Por un momento la ligazón rusa de Ucrania pareció rota para siempre.
El presidente ruso, Vladímir Putin, debió de sentir el mes pasado una sensación parecida a la que experimentó cuando, siendo agente del KGB en Alemania, se enteró de que caía el muro.
El gran aliado de Moscú en Ucrania se desmoronaba: Viktor Yanukóvich dejaba el país para librarse de la marea occidental que aspira a barrer su sistema.
La gran diferencia es que, a diferencia que en 1989, esta vez Putin no veía los acontecimientos en un televisor en blanco y negro, sino desde su despacho en el Kremlin.
La crisis de Ucrania ha colocado a Rusia en una situación en la que ya era imposible retroceder.
Las nuevas autoridades de Kiev han sucumbido al adanismo: el hábito de comenzar una actividad cualquiera como si nadie la hubiera ejercitado anteriormente.
La disolución de cuerpos policiales, las tentaciones de moderar el uso de la lengua rusa en el país, el achatarramiento de la figura de Yanukóvich... todo amontona tierra suficiente para enterrar al actual Gobierno de Kiev antes de que se pueda reaccionar.
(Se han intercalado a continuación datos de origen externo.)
// File: crates/radar-demo/src/main.rs
// Summary: Demo loads label/value CSV rows and renders radar chart PNGs in
//          both normalization modes and at a resized surface.

use anyhow::{Context, Result};
use radar_core::{fit_side, theme, ChartItem, Editor, RenderOptions};
use radar_render_skia::render_to_png;
use std::path::{Path, PathBuf};

fn main() -> Result<()> {
    // Accept a CSV path from the CLI or fall back to the bundled sample.
    let path = std::env::args()
        .nth(1)
        .map(PathBuf::from)
        .unwrap_or_else(|| PathBuf::from("crates/radar-demo/data/sample.csv"));

    let items = load_items_csv(&path)
        .with_context(|| format!("failed to load CSV '{}'", path.display()))?;
    println!("Using input file: {}", path.display());
    println!("Loaded {} rows", items.len());

    // Feed the rows through the editor, the same path an input form takes.
    let mut editor = Editor::new();
    for (i, item) in items.iter().enumerate() {
        let id = if i == 0 { editor.rows()[0].id } else { editor.add_row() };
        editor.set_label(id, &item.label);
        let raw = match item.value {
            Some(v) => format!("{v:.0}"),
            None => String::new(),
        };
        editor.set_value(id, &raw);
    }
    if !editor.can_draw() {
        anyhow::bail!("input is not drawable: need >= 2 rows, all values numeric, not all zero");
    }

    let out_dir = PathBuf::from("target/out");

    // 1) Normalized by the sum of values (default)
    let chart = editor.chart().context("chart for sum mode")?;
    let opts = RenderOptions::default();
    let out = out_dir.join("radar_sum.png");
    render_to_png(&chart, &opts, &out)?;
    println!("Wrote {}", out.display());

    // 2) Normalized by the maximum value
    editor.toggle_by_max();
    let chart = editor.chart().context("chart for max mode")?;
    let out = out_dir.join("radar_max.png");
    render_to_png(&chart, &opts, &out)?;
    println!("Wrote {}", out.display());

    // 3) Resized surface: a 300-unit container, same data
    let opts = RenderOptions {
        side: fit_side(300.0),
        ..RenderOptions::default()
    };
    let out = out_dir.join("radar_max_300.png");
    render_to_png(&chart, &opts, &out)?;
    println!("Wrote {}", out.display());

    // 4) Dark theme variant
    let opts = RenderOptions {
        theme: theme::find("dark"),
        ..RenderOptions::default()
    };
    let out = out_dir.join("radar_max_dark.png");
    render_to_png(&chart, &opts, &out)?;
    println!("Wrote {}", out.display());

    Ok(())
}

/// Read `label,value` rows (with a header line) into chart items. Values are
/// parsed with the chart's own rule, so bad cells become absent values and
/// surface later as a non-drawable editor state.
fn load_items_csv(path: &Path) -> Result<Vec<ChartItem>> {
    let mut reader = csv::ReaderBuilder::new()
        .has_headers(true)
        .trim(csv::Trim::All)
        .from_path(path)?;
    let mut items = Vec::new();
    for record in reader.records() {
        let record = record?;
        let label = record.get(0).unwrap_or("");
        let value = record.get(1).unwrap_or("");
        items.push(ChartItem::parse(label, value));
    }
    Ok(items)
}
// File: crates/radar-core/src/chart.rs
// Summary: RadarChart model and the render pipeline over an abstract surface.

use crate::data::DataSet;
use crate::layout::{label_origin, RadarLayout};
use crate::surface::{Path, Stroke, Surface};
use crate::theme::Theme;
use crate::types::{
    Point, Rect, GRID_STROKE_WIDTH, LABEL_FONT_SIZE, MARKER_SIZE, MAX_SIDE,
    POLYGON_STROKE_WIDTH, RING_COUNT,
};

/// Per-render settings: surface side, theme, label toggle.
#[derive(Clone, Copy, Debug)]
pub struct RenderOptions {
    /// Side length of the square surface, in pixels.
    pub side: f32,
    pub theme: Theme,
    /// Disable to render without text (pixel tests avoid font variance).
    pub draw_labels: bool,
}

impl Default for RenderOptions {
    fn default() -> Self {
        Self {
            side: MAX_SIDE,
            theme: Theme::classic(),
            draw_labels: true,
        }
    }
}

/// A radar chart over a validated dataset plus its normalization mode.
#[derive(Clone, Debug)]
pub struct RadarChart {
    pub data: DataSet,
    /// `true`: divisor is the maximum value; `false`: the sum of values.
    pub by_max: bool,
}

impl RadarChart {
    pub fn new(data: DataSet) -> Self {
        Self { data, by_max: false }
    }

    pub fn with_by_max(mut self, by_max: bool) -> Self {
        self.by_max = by_max;
        self
    }

    /// Whether a render call will actually paint: requires a nonzero divisor.
    /// An all-zero dataset is valid but not drawable.
    pub fn is_drawable(&self) -> bool {
        self.data.divisor(self.by_max).is_some()
    }

    /// Repaint the whole surface: clear, background grid with spokes and
    /// vertex markers, data polygon, then labels. A full no-op when the
    /// dataset is not drawable, so a frame is never partially painted.
    pub fn render(&self, opts: &RenderOptions, surface: &mut dyn Surface) {
        let Some(divisor) = self.data.divisor(self.by_max) else {
            return;
        };
        let layout = RadarLayout::new(opts.side, self.data.len());

        surface.clear(opts.theme.background);
        draw_grid(surface, &layout, &opts.theme);

        let values: Vec<f64> = self.data.values().collect();
        draw_polygon(surface, &layout, &values, divisor, &opts.theme);

        if opts.draw_labels {
            draw_labels(surface, &layout, &self.data, &opts.theme);
        }
    }
}

// ---- helpers ----------------------------------------------------------------

fn draw_grid(surface: &mut dyn Surface, layout: &RadarLayout, theme: &Theme) {
    let outer = layout.outer_vertices();

    // Square markers on the outermost ring, drawn before the strokes.
    for &v in &outer {
        surface.fill_rect(Rect::centered_square(v, MARKER_SIZE), theme.marker);
    }

    // Spokes and all rings stroked as one path.
    let mut path = Path::new();
    for &v in &outer {
        path.move_to(layout.center);
        path.line_to(v);
    }
    for k in 1..=RING_COUNT {
        path.add_polygon(&layout.ring(k));
    }
    surface.stroke_path(
        &path,
        Stroke {
            color: theme.grid,
            width: GRID_STROKE_WIDTH,
        },
    );
}

fn draw_polygon(
    surface: &mut dyn Surface,
    layout: &RadarLayout,
    values: &[f64],
    divisor: f64,
    theme: &Theme,
) {
    let mut path = Path::new();
    path.add_polygon(&layout.polygon(values, divisor));
    surface.stroke_path(
        &path,
        Stroke {
            color: theme.polygon,
            width: POLYGON_STROKE_WIDTH,
        },
    );
}

fn draw_labels(surface: &mut dyn Surface, layout: &RadarLayout, data: &DataSet, theme: &Theme) {
    for (&vertex, point) in layout.outer_vertices().iter().zip(data.points()) {
        let width = surface.measure_text(&point.label, LABEL_FONT_SIZE);
        let origin: Point = label_origin(vertex, layout, width);
        surface.fill_text(&point.label, origin, LABEL_FONT_SIZE, theme.label);
    }
}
El primer ministro, Arseni Yatseniuk, está ahogado en amenazas, deudas y compromisos con los radicales. Europa, dispersa a la hora de tomar decisiones, no ha sabido tirar de las riendas a tiempo.
En Ucrania “nuestros socios occidentales se pasaron de la raya”, dijo Putin esta semana en su discurso, en el que calificó la actuación de Occidente en la crisis ucraniana de “burda, irresponsable y no profesional”, pues sus políticos “sabían perfectamente que más de un millón de rusos viven en la península de Crimea".
Un fallo de Occidente ha sido interpretar el proceso crimeo sólo como una secesión, cuando es al mismo tiempo una reunificación, todavía no se sabe si necesaria, pero comparable con la de Alemania en los ochenta.
Como resultado, “Rusia ya no podía retroceder”, remarcó el presidente en su discurso, que precedió a la firma de las actas de adhesión a la Federación Rusa de Crimea y Sevastópol.
Europa sabe ahora -por la vía de los hecho- que Rusia siempre defenderá los derechos de los ciudadanos ucranianos de origen ruso. Pero Ucrania debería ser la primera interesada en que los derechos e intereses de esa gente estén garantizados, y tal vez Bruselas debería velar por ello.
No está claro que estén amenazados, pero esa es la premisa de la estabilidad del Estado de Ucrania y de la integridad territorial del país, como bien recordó el presidente ruso.
Como escribía un periodista en la prensa rusa estos días, las relaciones entre las grandes potencias van cambiando a ritmo acelerado en el espíritu de la guerra fría de mediados del siglo XX. La retórica de Putin hace recordar el discurso de Churchill en Fulton en 1946, donde por primera vez se habló del “telón de acero”.
El presidente de Rusia construyó su intervención siguiendo las leyes del arte retórico: defendió su decisión, calificándola como forzada, echó la culpa al enemigo externo y se arrojó contra “la quinta columna”. El discurso de Putin llamaba al combate.
Pero la crisis diplomática le da también arsenal defensivo. Ahora podrá justificar la inflación y el crecimiento de los precios por “las maquinaciones de Occidente”. A falta de dinamismo económico, riña de bloques.
Lo único seguro que se puede afirmar es que la historia de Rusia y del mundo entero, se ha divido en dos épocas: la de antes y la de después de Crimea.
El discurso de Putin pronunciado en el Kremlin refleja un acontecimiento histórico cuyas consecuencias no están todavía claras todavía ni para Rusia, ni para Ucrania, ni para Occidente.
Tras la desaparición del sistema bipolar de los setenta y ochenta, la estabilidad global no ha aumentado e impera el derecho del más fuerte.
Por eso Putin llamó a “cesar la histeria y la retórica de la Guerra Fría”, pero insistió en que “Rusia tiene intereses legítimos que hay que respetar”.
Un mensaje muy sencillo que difícilmente será entendido en Washington.